[Material for this task]

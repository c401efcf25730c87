use lode_mesh_cpu::{FACE_VERTICES, FLOATS_PER_VERTEX, Face, VERTS_PER_FACE};

#[test]
fn template_positions_are_unit_cube_corners() {
    for face in Face::ALL {
        for v in FACE_VERTICES[face.index()].chunks_exact(FLOATS_PER_VERTEX) {
            for p in &v[0..3] {
                assert!(*p == 0.0 || *p == 1.0, "position {p} not on the unit cube");
            }
            for uv in &v[6..8] {
                assert!(*uv == 0.0 || *uv == 1.0);
            }
            // The layer slot is zero until emit substitutes it.
            assert_eq!(v[8], 0.0);
        }
    }
}

#[test]
fn template_normals_match_face_deltas() {
    for face in Face::ALL {
        let (dx, dy, dz) = face.delta();
        for v in FACE_VERTICES[face.index()].chunks_exact(FLOATS_PER_VERTEX) {
            assert_eq!([v[3], v[4], v[5]], [dx as f32, dy as f32, dz as f32]);
        }
    }
}

#[test]
fn template_vertices_lie_on_the_face_plane() {
    // All six vertices of e.g. PosX sit at x = 1, of NegX at x = 0, etc.
    for face in Face::ALL {
        let (dx, dy, dz) = face.delta();
        for v in FACE_VERTICES[face.index()].chunks_exact(FLOATS_PER_VERTEX) {
            if dx != 0 {
                assert_eq!(v[0], if dx > 0 { 1.0 } else { 0.0 });
            }
            if dy != 0 {
                assert_eq!(v[1], if dy > 0 { 1.0 } else { 0.0 });
            }
            if dz != 0 {
                assert_eq!(v[2], if dz > 0 { 1.0 } else { 0.0 });
            }
        }
    }
}

#[test]
fn template_triangles_wind_counter_clockwise() {
    for face in Face::ALL {
        let (dx, dy, dz) = face.delta();
        let n = [dx as f32, dy as f32, dz as f32];
        let t = &FACE_VERTICES[face.index()];
        for tri in 0..VERTS_PER_FACE / 3 {
            let at = |i: usize, c: usize| t[(tri * 3 + i) * FLOATS_PER_VERTEX + c];
            let e1 = [at(1, 0) - at(0, 0), at(1, 1) - at(0, 1), at(1, 2) - at(0, 2)];
            let e2 = [at(2, 0) - at(0, 0), at(2, 1) - at(0, 1), at(2, 2) - at(0, 2)];
            let cross = [
                e1[1] * e2[2] - e1[2] * e2[1],
                e1[2] * e2[0] - e1[0] * e2[2],
                e1[0] * e2[1] - e1[1] * e2[0],
            ];
            let d = cross[0] * n[0] + cross[1] * n[1] + cross[2] * n[2];
            assert!(
                d > 0.0,
                "{face:?} triangle {tri} winds against its normal"
            );
        }
    }
}

#[test]
fn face_roles_follow_the_direction_table() {
    use lode_blocks::FaceRole;
    assert_eq!(Face::PosY.role(), FaceRole::Top);
    assert_eq!(Face::NegY.role(), FaceRole::Bottom);
    for face in [Face::PosX, Face::NegX, Face::PosZ, Face::NegZ] {
        assert_eq!(face.role(), FaceRole::Side);
    }
}
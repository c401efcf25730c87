use lode_world::World;
use raylib::prelude::*;

/// Walking player: gravity, jumping, and axis-separated collision against
/// the world grid. Any non-air block is solid; there is no per-material
/// distinction.
pub struct Walker {
    pub pos: Vector3, // feet position (x,z at center, y at the soles)
    pub vel_y: f32,
    pub on_ground: bool,
    pub height: f32,
    pub eye_height: f32,
    pub radius: f32,
    pub speed: f32,
    pub run_mult: f32,
    pub jump_speed: f32,
    pub gravity: f32,
}

impl Walker {
    pub fn new(spawn: Vector3) -> Self {
        Self {
            pos: spawn,
            vel_y: 0.0,
            on_ground: false,
            height: 1.75,
            eye_height: 1.6,
            radius: 0.3,
            speed: 4.0,
            run_mult: 2.0,
            jump_speed: 7.0,
            gravity: -20.0,
        }
    }

    pub fn eye_position(&self) -> Vector3 {
        Vector3::new(self.pos.x, self.pos.y + self.eye_height, self.pos.z)
    }

    /// True if the player's box at `pos` overlaps any solid block.
    fn collides(&self, world: &World, pos: Vector3) -> bool {
        let min_x = (pos.x - self.radius).floor() as i32;
        let max_x = (pos.x + self.radius).floor() as i32;
        let min_y = pos.y.floor() as i32;
        let max_y = (pos.y + self.height).floor() as i32;
        let min_z = (pos.z - self.radius).floor() as i32;
        let max_z = (pos.z + self.radius).floor() as i32;
        for y in min_y..=max_y {
            for z in min_z..=max_z {
                for x in min_x..=max_x {
                    if world.block_at(x, y, z).is_some() {
                        return true;
                    }
                }
            }
        }
        false
    }

    /// Moves along one axis in small steps until blocked; returns the
    /// distance actually covered.
    fn move_axis(&mut self, world: &World, axis: usize, amt: f32) -> f32 {
        if amt == 0.0 {
            return 0.0;
        }
        const STEP: f32 = 0.05;
        let step = STEP * amt.signum();
        let mut moved = 0.0f32;
        let mut remaining = amt;
        while remaining.abs() > 1e-4 {
            let s = if remaining.abs() < step.abs() {
                remaining
            } else {
                step
            };
            let mut next = self.pos;
            match axis {
                0 => next.x += s,
                1 => next.y += s,
                _ => next.z += s,
            }
            if self.collides(world, next) {
                break;
            }
            self.pos = next;
            moved += s;
            remaining -= s;
        }
        moved
    }

    pub fn update(&mut self, rl: &mut RaylibHandle, world: &World, yaw_deg: f32, dt: f32) {
        let yaw = yaw_deg.to_radians();
        let fwd = Vector3::new(yaw.cos(), 0.0, yaw.sin());
        let right = fwd.cross(Vector3::up());
        let mut wish = Vector3::zero();
        if rl.is_key_down(KeyboardKey::KEY_W) {
            wish += fwd;
        }
        if rl.is_key_down(KeyboardKey::KEY_S) {
            wish -= fwd;
        }
        if rl.is_key_down(KeyboardKey::KEY_A) {
            wish -= right;
        }
        if rl.is_key_down(KeyboardKey::KEY_D) {
            wish += right;
        }
        if wish.length() > 0.0 {
            wish = wish.normalized();
        }
        let run = if rl.is_key_down(KeyboardKey::KEY_LEFT_SHIFT) {
            self.run_mult
        } else {
            1.0
        };

        let mut below = self.pos;
        below.y -= 0.08;
        self.on_ground = self.collides(world, below);
        if self.on_ground {
            if self.vel_y < 0.0 {
                self.vel_y = 0.0;
            }
            if rl.is_key_pressed(KeyboardKey::KEY_SPACE) {
                self.vel_y = self.jump_speed;
                self.on_ground = false;
            }
        } else {
            self.vel_y += self.gravity * dt;
        }

        let dx = wish.x * self.speed * run * dt;
        let dz = wish.z * self.speed * run * dt;
        let dy = self.vel_y * dt;
        // One axis at a time, so sliding along walls works.
        self.move_axis(world, 0, dx);
        self.move_axis(world, 2, dz);
        let moved_y = self.move_axis(world, 1, dy);
        if dy < 0.0 && moved_y.abs() < dy.abs() * 0.5 {
            self.on_ground = true;
            self.vel_y = 0.0;
        }
    }
}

[/Material for this task]

Task instructions: When a line in the material contains the string "against", copy that line.

Solution:
                "{face:?} triangle {tri} winds against its normal"
/// Walking player: gravity, jumping, and axis-separated collision against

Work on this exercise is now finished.